TASK GOAL: Lines from the start of the data through the line containing "the session thread's" must be given again exactly. Leave the others out.

DATA PROVIDED:
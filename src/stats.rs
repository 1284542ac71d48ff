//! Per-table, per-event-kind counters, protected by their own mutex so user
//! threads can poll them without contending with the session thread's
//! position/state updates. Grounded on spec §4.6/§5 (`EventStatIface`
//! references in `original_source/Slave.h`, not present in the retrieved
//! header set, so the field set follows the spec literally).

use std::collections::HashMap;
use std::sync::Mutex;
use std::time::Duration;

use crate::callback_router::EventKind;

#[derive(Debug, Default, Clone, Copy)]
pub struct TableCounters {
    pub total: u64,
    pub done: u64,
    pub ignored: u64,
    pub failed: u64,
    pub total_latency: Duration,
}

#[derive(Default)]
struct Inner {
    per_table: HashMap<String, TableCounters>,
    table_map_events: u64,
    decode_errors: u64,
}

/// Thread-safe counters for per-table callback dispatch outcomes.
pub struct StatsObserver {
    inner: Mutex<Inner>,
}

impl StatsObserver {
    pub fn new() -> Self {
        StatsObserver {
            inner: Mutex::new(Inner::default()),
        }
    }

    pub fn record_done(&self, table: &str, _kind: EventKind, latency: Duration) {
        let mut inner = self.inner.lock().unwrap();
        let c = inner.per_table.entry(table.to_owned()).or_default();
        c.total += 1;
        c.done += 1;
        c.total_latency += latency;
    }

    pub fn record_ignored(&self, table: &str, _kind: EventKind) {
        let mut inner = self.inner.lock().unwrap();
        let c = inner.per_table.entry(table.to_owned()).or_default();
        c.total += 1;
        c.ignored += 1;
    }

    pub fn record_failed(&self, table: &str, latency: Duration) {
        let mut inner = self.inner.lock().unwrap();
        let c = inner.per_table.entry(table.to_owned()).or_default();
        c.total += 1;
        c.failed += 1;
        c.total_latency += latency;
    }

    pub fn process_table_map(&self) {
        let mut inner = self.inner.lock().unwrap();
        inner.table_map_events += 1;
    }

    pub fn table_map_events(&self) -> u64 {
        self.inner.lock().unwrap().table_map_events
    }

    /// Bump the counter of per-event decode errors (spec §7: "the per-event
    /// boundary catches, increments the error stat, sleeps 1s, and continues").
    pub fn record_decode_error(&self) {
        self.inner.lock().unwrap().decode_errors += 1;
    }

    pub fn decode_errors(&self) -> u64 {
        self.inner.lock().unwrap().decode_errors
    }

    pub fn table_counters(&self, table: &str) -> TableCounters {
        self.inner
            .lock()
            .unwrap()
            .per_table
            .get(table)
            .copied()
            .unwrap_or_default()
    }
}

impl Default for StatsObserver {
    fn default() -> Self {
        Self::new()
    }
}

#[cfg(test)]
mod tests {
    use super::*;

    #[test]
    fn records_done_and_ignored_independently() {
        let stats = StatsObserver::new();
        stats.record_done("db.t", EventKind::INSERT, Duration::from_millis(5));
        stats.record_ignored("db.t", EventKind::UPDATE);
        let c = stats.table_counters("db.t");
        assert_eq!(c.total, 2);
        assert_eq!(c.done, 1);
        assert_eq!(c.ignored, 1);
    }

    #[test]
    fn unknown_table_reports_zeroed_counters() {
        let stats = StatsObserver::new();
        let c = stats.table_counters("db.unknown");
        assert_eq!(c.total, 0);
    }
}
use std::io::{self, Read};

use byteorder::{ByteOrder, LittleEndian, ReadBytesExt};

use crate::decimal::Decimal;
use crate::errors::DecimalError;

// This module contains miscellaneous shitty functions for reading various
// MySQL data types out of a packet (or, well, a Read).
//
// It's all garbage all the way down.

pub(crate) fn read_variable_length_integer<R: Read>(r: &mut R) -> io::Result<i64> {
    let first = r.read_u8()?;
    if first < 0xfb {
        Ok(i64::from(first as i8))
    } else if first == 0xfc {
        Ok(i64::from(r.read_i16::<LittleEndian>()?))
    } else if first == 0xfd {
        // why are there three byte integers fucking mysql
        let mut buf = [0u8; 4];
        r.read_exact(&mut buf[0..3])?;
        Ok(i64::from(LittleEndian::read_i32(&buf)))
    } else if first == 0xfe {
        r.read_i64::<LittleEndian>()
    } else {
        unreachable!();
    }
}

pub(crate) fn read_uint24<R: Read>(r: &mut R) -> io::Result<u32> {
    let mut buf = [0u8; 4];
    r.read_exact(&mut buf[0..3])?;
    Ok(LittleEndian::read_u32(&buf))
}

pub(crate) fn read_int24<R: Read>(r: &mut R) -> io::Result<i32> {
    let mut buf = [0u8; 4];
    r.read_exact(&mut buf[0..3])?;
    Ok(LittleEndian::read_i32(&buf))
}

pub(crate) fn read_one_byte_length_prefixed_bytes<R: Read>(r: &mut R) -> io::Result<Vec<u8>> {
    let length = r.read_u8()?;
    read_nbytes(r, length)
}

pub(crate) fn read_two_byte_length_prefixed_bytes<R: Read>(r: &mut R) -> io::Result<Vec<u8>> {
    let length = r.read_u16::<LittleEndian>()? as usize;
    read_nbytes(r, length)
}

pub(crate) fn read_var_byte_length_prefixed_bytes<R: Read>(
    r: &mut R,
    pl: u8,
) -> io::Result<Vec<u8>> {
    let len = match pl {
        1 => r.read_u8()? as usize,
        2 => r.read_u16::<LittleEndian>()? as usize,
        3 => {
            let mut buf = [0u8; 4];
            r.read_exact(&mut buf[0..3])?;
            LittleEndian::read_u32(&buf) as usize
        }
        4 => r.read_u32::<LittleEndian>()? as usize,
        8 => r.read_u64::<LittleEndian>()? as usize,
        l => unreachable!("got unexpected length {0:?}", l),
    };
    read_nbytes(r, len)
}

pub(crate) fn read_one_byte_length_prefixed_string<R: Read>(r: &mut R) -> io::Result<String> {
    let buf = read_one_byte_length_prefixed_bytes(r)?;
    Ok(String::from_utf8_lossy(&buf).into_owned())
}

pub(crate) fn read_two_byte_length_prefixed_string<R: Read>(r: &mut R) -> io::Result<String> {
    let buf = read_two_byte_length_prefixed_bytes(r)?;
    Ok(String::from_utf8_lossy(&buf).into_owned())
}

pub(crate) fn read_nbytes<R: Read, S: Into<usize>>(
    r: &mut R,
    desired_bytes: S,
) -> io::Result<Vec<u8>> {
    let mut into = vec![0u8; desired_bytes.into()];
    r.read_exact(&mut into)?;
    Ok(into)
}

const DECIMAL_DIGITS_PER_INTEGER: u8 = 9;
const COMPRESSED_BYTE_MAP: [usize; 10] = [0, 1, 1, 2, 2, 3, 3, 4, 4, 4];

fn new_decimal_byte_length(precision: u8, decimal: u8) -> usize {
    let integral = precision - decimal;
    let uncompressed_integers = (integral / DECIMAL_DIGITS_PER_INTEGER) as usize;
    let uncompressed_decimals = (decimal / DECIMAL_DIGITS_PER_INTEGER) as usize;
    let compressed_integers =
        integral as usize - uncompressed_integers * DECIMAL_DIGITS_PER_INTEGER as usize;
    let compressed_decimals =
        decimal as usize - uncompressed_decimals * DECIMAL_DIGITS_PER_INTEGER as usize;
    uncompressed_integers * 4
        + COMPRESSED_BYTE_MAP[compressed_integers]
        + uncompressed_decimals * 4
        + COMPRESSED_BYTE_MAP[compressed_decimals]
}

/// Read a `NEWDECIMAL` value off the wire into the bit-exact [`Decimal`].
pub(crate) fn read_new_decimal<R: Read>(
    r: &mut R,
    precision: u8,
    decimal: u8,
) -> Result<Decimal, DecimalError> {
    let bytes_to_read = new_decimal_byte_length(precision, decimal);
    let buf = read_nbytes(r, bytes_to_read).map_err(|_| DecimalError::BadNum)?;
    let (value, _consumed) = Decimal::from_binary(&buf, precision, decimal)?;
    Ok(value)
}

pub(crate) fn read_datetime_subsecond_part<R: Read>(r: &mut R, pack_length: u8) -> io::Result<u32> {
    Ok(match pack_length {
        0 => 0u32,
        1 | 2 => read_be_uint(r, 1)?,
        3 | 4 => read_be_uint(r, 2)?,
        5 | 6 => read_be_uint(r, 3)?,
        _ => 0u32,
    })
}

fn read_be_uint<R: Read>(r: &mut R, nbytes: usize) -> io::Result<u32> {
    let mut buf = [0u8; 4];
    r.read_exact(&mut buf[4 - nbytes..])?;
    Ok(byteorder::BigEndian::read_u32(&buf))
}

EXERCISE RESPONSE:
filename src/stats.rs
repository 1284542ac71d48ff
//! Per-table, per-event-kind counters, protected by their own mutex so user
//! threads can poll them without contending with the session thread's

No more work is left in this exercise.